►
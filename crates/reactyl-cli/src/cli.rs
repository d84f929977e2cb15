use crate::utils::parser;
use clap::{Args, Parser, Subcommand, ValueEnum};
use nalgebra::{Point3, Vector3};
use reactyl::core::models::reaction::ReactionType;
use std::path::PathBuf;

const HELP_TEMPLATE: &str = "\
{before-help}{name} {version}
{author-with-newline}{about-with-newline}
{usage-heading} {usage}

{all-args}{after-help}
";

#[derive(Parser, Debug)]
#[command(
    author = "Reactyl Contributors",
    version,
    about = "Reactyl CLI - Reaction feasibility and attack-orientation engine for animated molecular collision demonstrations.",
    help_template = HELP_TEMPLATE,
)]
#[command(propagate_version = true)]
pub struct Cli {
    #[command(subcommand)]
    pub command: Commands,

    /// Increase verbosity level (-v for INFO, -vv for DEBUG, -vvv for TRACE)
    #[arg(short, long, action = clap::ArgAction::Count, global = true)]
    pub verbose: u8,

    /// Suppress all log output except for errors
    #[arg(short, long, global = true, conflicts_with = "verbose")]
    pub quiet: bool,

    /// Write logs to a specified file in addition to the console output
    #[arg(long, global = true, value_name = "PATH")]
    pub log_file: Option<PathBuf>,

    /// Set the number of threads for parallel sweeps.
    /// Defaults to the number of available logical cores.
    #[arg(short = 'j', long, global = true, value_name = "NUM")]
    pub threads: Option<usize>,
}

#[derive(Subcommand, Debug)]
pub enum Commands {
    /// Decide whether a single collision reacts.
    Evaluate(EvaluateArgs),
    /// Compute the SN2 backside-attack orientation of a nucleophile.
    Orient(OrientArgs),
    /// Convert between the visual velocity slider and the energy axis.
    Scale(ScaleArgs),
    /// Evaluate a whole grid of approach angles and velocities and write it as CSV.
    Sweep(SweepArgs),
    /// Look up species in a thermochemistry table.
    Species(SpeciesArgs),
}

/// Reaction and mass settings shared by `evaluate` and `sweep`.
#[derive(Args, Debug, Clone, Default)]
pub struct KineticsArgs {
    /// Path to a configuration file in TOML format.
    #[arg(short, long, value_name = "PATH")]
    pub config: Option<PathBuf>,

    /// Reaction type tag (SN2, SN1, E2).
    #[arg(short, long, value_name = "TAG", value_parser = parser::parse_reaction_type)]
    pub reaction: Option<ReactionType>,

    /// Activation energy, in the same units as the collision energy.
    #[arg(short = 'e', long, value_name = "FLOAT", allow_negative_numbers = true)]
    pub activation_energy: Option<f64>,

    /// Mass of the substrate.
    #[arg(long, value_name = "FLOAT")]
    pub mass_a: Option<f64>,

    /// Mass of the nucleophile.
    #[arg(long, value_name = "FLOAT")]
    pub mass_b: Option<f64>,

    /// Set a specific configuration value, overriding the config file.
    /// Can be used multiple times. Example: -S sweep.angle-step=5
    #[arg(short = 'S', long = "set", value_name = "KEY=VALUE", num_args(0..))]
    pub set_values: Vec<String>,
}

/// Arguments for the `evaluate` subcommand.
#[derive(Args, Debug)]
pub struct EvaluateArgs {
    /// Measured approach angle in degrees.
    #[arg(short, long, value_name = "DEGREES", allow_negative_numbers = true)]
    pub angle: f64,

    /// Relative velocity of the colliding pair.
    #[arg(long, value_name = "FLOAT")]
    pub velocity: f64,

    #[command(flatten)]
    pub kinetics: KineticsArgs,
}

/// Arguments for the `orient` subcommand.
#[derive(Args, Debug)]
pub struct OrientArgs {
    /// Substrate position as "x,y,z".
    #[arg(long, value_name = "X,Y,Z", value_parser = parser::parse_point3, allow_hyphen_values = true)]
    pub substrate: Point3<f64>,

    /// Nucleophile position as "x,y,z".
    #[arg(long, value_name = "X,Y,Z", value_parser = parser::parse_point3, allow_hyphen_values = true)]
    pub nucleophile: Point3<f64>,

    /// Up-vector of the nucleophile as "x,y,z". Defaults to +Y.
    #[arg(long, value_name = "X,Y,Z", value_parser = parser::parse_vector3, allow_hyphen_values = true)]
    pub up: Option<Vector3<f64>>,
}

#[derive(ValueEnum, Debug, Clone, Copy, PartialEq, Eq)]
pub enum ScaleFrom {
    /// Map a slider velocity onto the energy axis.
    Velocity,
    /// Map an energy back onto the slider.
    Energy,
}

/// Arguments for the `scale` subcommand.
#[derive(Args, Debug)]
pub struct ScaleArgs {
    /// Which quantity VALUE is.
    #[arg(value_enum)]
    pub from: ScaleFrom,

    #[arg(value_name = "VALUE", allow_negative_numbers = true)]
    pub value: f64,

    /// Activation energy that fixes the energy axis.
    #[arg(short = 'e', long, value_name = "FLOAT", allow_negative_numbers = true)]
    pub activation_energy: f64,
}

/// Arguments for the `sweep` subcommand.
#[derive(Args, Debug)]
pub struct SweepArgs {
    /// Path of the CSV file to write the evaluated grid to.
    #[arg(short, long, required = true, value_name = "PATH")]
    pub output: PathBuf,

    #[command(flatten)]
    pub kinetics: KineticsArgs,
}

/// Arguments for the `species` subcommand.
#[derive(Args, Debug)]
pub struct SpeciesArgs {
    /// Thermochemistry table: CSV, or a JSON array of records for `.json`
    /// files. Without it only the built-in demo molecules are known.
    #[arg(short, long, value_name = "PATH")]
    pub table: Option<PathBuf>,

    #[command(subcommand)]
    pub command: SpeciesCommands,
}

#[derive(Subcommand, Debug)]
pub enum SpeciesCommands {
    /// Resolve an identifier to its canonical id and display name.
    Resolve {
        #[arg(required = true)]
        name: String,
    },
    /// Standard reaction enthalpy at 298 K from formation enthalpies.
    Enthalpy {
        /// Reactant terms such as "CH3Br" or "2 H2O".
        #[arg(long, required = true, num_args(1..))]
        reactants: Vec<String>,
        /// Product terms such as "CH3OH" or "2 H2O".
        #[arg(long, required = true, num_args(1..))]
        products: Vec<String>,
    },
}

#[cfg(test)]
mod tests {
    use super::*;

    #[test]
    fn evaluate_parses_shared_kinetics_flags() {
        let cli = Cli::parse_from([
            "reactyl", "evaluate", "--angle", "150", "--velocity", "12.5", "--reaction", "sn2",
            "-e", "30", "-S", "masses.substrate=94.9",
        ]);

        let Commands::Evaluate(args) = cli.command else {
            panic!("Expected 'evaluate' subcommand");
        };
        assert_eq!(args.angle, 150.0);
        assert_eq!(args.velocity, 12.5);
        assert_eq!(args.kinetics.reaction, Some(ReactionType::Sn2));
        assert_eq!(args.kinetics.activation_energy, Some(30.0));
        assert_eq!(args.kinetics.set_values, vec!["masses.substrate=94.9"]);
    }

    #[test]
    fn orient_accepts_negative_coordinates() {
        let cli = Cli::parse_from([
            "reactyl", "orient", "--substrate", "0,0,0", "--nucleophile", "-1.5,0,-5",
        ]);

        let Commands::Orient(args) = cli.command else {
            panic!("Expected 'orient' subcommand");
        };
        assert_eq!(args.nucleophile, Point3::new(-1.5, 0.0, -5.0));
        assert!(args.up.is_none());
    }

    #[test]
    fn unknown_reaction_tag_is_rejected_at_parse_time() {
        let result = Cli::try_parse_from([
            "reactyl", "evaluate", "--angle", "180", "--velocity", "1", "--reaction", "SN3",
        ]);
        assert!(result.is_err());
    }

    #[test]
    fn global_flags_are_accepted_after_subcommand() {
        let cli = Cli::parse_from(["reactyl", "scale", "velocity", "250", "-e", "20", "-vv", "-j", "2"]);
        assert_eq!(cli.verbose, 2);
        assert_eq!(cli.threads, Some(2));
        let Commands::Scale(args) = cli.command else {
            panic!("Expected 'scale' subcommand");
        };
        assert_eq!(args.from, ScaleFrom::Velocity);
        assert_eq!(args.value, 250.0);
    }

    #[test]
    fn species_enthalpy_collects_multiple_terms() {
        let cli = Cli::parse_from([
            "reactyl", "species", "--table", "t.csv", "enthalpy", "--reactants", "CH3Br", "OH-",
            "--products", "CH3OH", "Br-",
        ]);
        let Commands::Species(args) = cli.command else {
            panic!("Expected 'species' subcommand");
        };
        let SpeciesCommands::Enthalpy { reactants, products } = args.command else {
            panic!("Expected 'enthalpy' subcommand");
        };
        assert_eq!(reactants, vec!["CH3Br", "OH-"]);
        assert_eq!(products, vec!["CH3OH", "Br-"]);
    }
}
◄
Problem description: Look through the records above for the word "Some". Report how many lines contain it, as a bare number.

Answer box: 3